◆ PROBLEM
Whenever a line in the data below includes the string "just", copy it out.

(INFORMATION SUPPLIED Opens)

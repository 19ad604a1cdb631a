use crate::opc::error::{OpcError, Result};
use crate::opc::part::{Part, PartRc};
/// Relationship-related objects for the package graph.
///
/// A relationship is a directed, keyed, typed edge from a source (a part or
/// the package root) to a target part or an external resource. Each source
/// owns one `Relationships` collection.
use std::fmt;

/// The target of a relationship: a live part handle, or an external URI.
#[derive(Clone)]
pub enum RelTarget {
    /// Another part in the same package
    Part(PartRc),

    /// A resource outside the package (e.g., a hyperlink URL)
    External(String),
}

impl fmt::Debug for RelTarget {
    fn fmt(&self, f: &mut fmt::Formatter<'_>) -> fmt::Result {
        match self {
            RelTarget::Part(part) => write!(f, "Part({})", part.borrow().partname()),
            RelTarget::External(url) => write!(f, "External({})", url),
        }
    }
}

/// A single relationship from a source to a target.
///
/// Identified by an rId unique within its owning collection. Internal
/// relationships hold a shared handle to their target part; the part graph is
/// reachable only through these handles.
#[derive(Debug, Clone)]
pub struct Relationship {
    /// Relationship ID (e.g., "rId1", "rId2")
    r_id: String,

    /// Relationship type URI
    reltype: String,

    /// The relationship target
    target: RelTarget,
}

impl Relationship {
    pub fn new(r_id: String, reltype: String, target: RelTarget) -> Self {
        Self {
            r_id,
            reltype,
            target,
        }
    }

    /// Get the relationship ID.
    #[inline]
    pub fn r_id(&self) -> &str {
        &self.r_id
    }

    /// Get the relationship type.
    #[inline]
    pub fn reltype(&self) -> &str {
        &self.reltype
    }

    /// Check if this is an external relationship.
    #[inline]
    pub fn is_external(&self) -> bool {
        matches!(self.target, RelTarget::External(_))
    }

    /// Get the target part handle, or None for external relationships.
    pub fn part(&self) -> Option<PartRc> {
        match &self.target {
            RelTarget::Part(part) => Some(part.clone()),
            RelTarget::External(_) => None,
        }
    }

    /// Get the target part handle.
    ///
    /// Fails with `InvalidState` for external relationships, which have no
    /// target part.
    pub fn target_part(&self) -> Result<PartRc> {
        self.part().ok_or_else(|| {
            OpcError::InvalidState(format!(
                "relationship '{}' is external and has no target part",
                self.r_id
            ))
        })
    }

    /// Get the target reference as serialized in a `.rels` document: a
    /// relative part reference against *base_uri* for internal targets, the
    /// URI verbatim for external ones.
    pub fn target_ref(&self, base_uri: &str) -> String {
        match &self.target {
            RelTarget::Part(part) => part.borrow().partname().relative_ref(base_uri),
            RelTarget::External(url) => url.clone(),
        }
    }
}

/// Collection of relationships from a single source.
///
/// Keyed by rId and iterated in insertion order; order is stable and
/// significant for round-trip fidelity on save. Collections are small, so the
/// backing store is a plain vector with linear key lookup.
#[derive(Debug)]
pub struct Relationships {
    /// Base URI for resolving and producing relative references
    base_uri: String,

    /// Relationships in insertion order
    rels: Vec<Relationship>,
}

impl Relationships {
    /// Create a new empty relationships collection.
    ///
    /// # Arguments
    /// * `base_uri` - Base URI of the owning source, used for relative references
    pub fn new(base_uri: String) -> Self {
        Self {
            base_uri,
            rels: Vec::new(),
        }
    }

    /// Get the base URI of the owning source.
    #[inline]
    pub fn base_uri(&self) -> &str {
        &self.base_uri
    }

    /// Add a relationship to the collection under the given rId.
    ///
    /// Fails with `DuplicateRid` if the key is already present; exactly one
    /// relationship per (collection, rId).
    pub fn add_relationship(
        &mut self,
        reltype: &str,
        target: RelTarget,
        r_id: &str,
    ) -> Result<&Relationship> {
        if self.get(r_id).is_some() {
            return Err(OpcError::DuplicateRid(r_id.to_string()));
        }
        self.rels.push(Relationship::new(
            r_id.to_string(),
            reltype.to_string(),
            target,
        ));
        // safe to unwrap, just pushed
        Ok(self.rels.last().unwrap())
    }

    /// Get a relationship by its ID.
    pub fn get(&self, r_id: &str) -> Option<&Relationship> {
        self.rels.iter().find(|rel| rel.r_id == r_id)
    }

    /// Get or add a relationship of a singleton-cardinality type.
    ///
    /// If a relationship of *reltype* already exists, returns it unchanged.
    /// Otherwise inserts one to *target* under the next available rId.
    pub fn get_or_add(&mut self, reltype: &str, target: PartRc) -> &Relationship {
        let existing = self.rels.iter().position(|rel| rel.reltype == reltype);
        match existing {
            Some(idx) => &self.rels[idx],
            None => {
                let r_id = self.next_r_id();
                self.rels.push(Relationship::new(
                    r_id,
                    reltype.to_string(),
                    RelTarget::Part(target),
                ));
                // safe to unwrap, just pushed
                self.rels.last().unwrap()
            }
        }
    }

    /// Get the next available relationship ID.
    ///
    /// Generates IDs in the format "rId1", "rId2", etc., filling in gaps if
    /// any exist.
    fn next_r_id(&self) -> String {
        let mut used_numbers: Vec<u32> = self
            .rels
            .iter()
            .filter_map(|rel| {
                let r_id = rel.r_id.as_str();
                if r_id.len() > 3 && &r_id[..3] == "rId" {
                    atoi_simd::parse::<u32, false, false>(&r_id.as_bytes()[3..]).ok()
                } else {
                    None
                }
            })
            .collect();

        used_numbers.sort_unstable();

        let mut next_num = 1u32;
        for &num in &used_numbers {
            match num.cmp(&next_num) {
                std::cmp::Ordering::Equal => next_num += 1,
                std::cmp::Ordering::Greater => break,
                std::cmp::Ordering::Less => {}
            }
        }

        format!("rId{}", next_num)
    }

    /// Get the target part of the first relationship of the given type, in
    /// insertion order.
    ///
    /// Fails with `RelationshipNotFound` if no relationship of the type is
    /// present. Singleton accessors catch that case and materialize a default
    /// part on first access.
    pub fn part_with_reltype(&self, reltype: &str) -> Result<PartRc> {
        self.rels
            .iter()
            .find(|rel| rel.reltype == reltype && !rel.is_external())
            .and_then(|rel| rel.part())
            .ok_or_else(|| {
                OpcError::RelationshipNotFound(format!("no relationship of type '{}'", reltype))
            })
    }

    /// Get an iterator over all relationships in insertion order.
    #[inline]
    pub fn iter(&self) -> impl Iterator<Item = &Relationship> {
        self.rels.iter()
    }

    /// Get the number of relationships in the collection.
    #[inline]
    pub fn len(&self) -> usize {
        self.rels.len()
    }

    /// Check if the collection is empty.
    #[inline]
    pub fn is_empty(&self) -> bool {
        self.rels.is_empty()
    }

    /// Serialize the collection to a `.rels` XML document.
    ///
    /// Relationships appear in insertion order. Internal targets are rendered
    /// relative to the collection's base URI, external targets verbatim with
    /// `TargetMode="External"`.
    pub fn to_xml(&self) -> String {
        let mut xml = String::with_capacity(1024);

        xml.push_str(r#"<?xml version="1.0" encoding="UTF-8" standalone="yes"?>"#);
        xml.push('\n');
        xml.push_str(
            r#"<Relationships xmlns="http://schemas.openxmlformats.org/package/2006/relationships">"#,
        );
        xml.push('\n');

        for rel in &self.rels {
            let target_mode = if rel.is_external() {
                r#" TargetMode="External""#
            } else {
                ""
            };

            xml.push_str(&format!(
                r#"  <Relationship Id="{}" Type="{}" Target="{}"{}/>"#,
                escape_xml(rel.r_id()),
                escape_xml(rel.reltype()),
                escape_xml(&rel.target_ref(&self.base_uri)),
                target_mode
            ));
            xml.push('\n');
        }

        xml.push_str("</Relationships>");

        xml
    }
}

/// Escape XML special characters in attribute values.
#[inline]
pub(crate) fn escape_xml(s: &str) -> String {
    s.replace('&', "&amp;")
        .replace('<', "&lt;")
        .replace('>', "&gt;")
        .replace('"', "&quot;")
        .replace('\'', "&apos;")
}

#[cfg(test)]
mod tests {
    use super::*;
    use crate::opc::packuri::PackURI;
    use crate::opc::part::{BlobPart, PartRc};
    use std::cell::RefCell;
    use std::rc::Rc;

    fn make_part(partname: &str) -> PartRc {
        let partname = PackURI::new(partname).unwrap();
        Rc::new(RefCell::new(BlobPart::new(
            partname,
            "application/octet-stream".to_string(),
            Vec::new(),
        )))
    }

    #[test]
    fn test_add_relationship_rejects_duplicate_rid() {
        let mut rels = Relationships::new("/ppt".to_string());
        rels.add_relationship("type1", RelTarget::Part(make_part("/ppt/a.xml")), "rId1")
            .unwrap();

        let err = rels
            .add_relationship("type2", RelTarget::Part(make_part("/ppt/b.xml")), "rId1")
            .unwrap_err();
        assert!(matches!(err, OpcError::DuplicateRid(r_id) if r_id == "rId1"));
        assert_eq!(rels.len(), 1);
    }

    #[test]
    fn test_next_r_id_fills_gaps() {
        let mut rels = Relationships::new("/ppt".to_string());
        rels.add_relationship("t", RelTarget::Part(make_part("/ppt/a.xml")), "rId1")
            .unwrap();
        rels.add_relationship("t", RelTarget::Part(make_part("/ppt/b.xml")), "rId3")
            .unwrap();

        assert_eq!(rels.next_r_id(), "rId2");
    }

    #[test]
    fn test_get_or_add_is_idempotent() {
        let mut rels = Relationships::new("/".to_string());
        let core = make_part("/docProps/core.xml");

        let r_id = rels.get_or_add("core-props", core.clone()).r_id().to_string();
        assert_eq!(r_id, "rId1");

        // Second call returns the same relationship without inserting another
        let rel = rels.get_or_add("core-props", make_part("/docProps/other.xml"));
        assert_eq!(rel.r_id(), "rId1");
        assert!(Rc::ptr_eq(&rel.part().unwrap(), &core));
        assert_eq!(rels.len(), 1);
    }

    #[test]
    fn test_part_with_reltype_takes_first_in_insertion_order() {
        let mut rels = Relationships::new("/ppt".to_string());
        let first = make_part("/ppt/slides/slide9.xml");
        let second = make_part("/ppt/slides/slide1.xml");
        rels.add_relationship("slide", RelTarget::Part(first.clone()), "rId7")
            .unwrap();
        rels.add_relationship("slide", RelTarget::Part(second), "rId2")
            .unwrap();

        let found = rels.part_with_reltype("slide").unwrap();
        assert!(Rc::ptr_eq(&found, &first));
    }

    #[test]
    fn test_part_with_reltype_not_found() {
        let rels = Relationships::new("/".to_string());
        let err = rels.part_with_reltype("missing").unwrap_err();
        assert!(matches!(err, OpcError::RelationshipNotFound(_)));
    }

    #[test]
    fn test_target_part_fails_for_external() {
        let mut rels = Relationships::new("/ppt/slides".to_string());
        rels.add_relationship(
            "hyperlink",
            RelTarget::External("https://example.com/".to_string()),
            "rId1",
        )
        .unwrap();

        let rel = rels.get("rId1").unwrap();
        assert!(rel.is_external());
        assert!(matches!(
            rel.target_part().unwrap_err(),
            OpcError::InvalidState(_)
        ));
    }

    #[test]
    fn test_to_xml_relative_targets_and_external_mode() {
        let mut rels = Relationships::new("/ppt/slides".to_string());
        rels.add_relationship(
            "layout",
            RelTarget::Part(make_part("/ppt/slideLayouts/slideLayout1.xml")),
            "rId1",
        )
        .unwrap();
        rels.add_relationship(
            "hyperlink",
            RelTarget::External("https://example.com/?a=1&b=2".to_string()),
            "rId2",
        )
        .unwrap();

        let xml = rels.to_xml();
        assert!(xml.contains(r#"Target="../slideLayouts/slideLayout1.xml""#));
        assert!(xml.contains(r#"Target="https://example.com/?a=1&amp;b=2" TargetMode="External""#));
        // insertion order preserved
        let pos1 = xml.find("rId1").unwrap();
        let pos2 = xml.find("rId2").unwrap();
        assert!(pos1 < pos2);
    }

    #[test]
    fn test_iteration_is_insertion_order() {
        let mut rels = Relationships::new("/".to_string());
        for r_id in ["rId3", "rId1", "rId2"] {
            rels.add_relationship("t", RelTarget::Part(make_part("/p.bin")), r_id)
                .unwrap();
        }
        let order: Vec<&str> = rels.iter().map(|r| r.r_id()).collect();
        assert_eq!(order, vec!["rId3", "rId1", "rId2"]);
    }

    #[test]
    fn test_blob_part_identity_is_by_reference() {
        let a = make_part("/ppt/media/image1.png");
        let b = make_part("/ppt/media/image1.png");
        // same partname, distinct nodes
        assert!(!Rc::ptr_eq(&a, &b));
        let a2 = a.clone();
        assert!(Rc::ptr_eq(&a, &a2));
    }
}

(INFORMATION SUPPLIED Closes)

◆ EXERCISE ANSWER
        // safe to unwrap, just pushed
                // safe to unwrap, just pushed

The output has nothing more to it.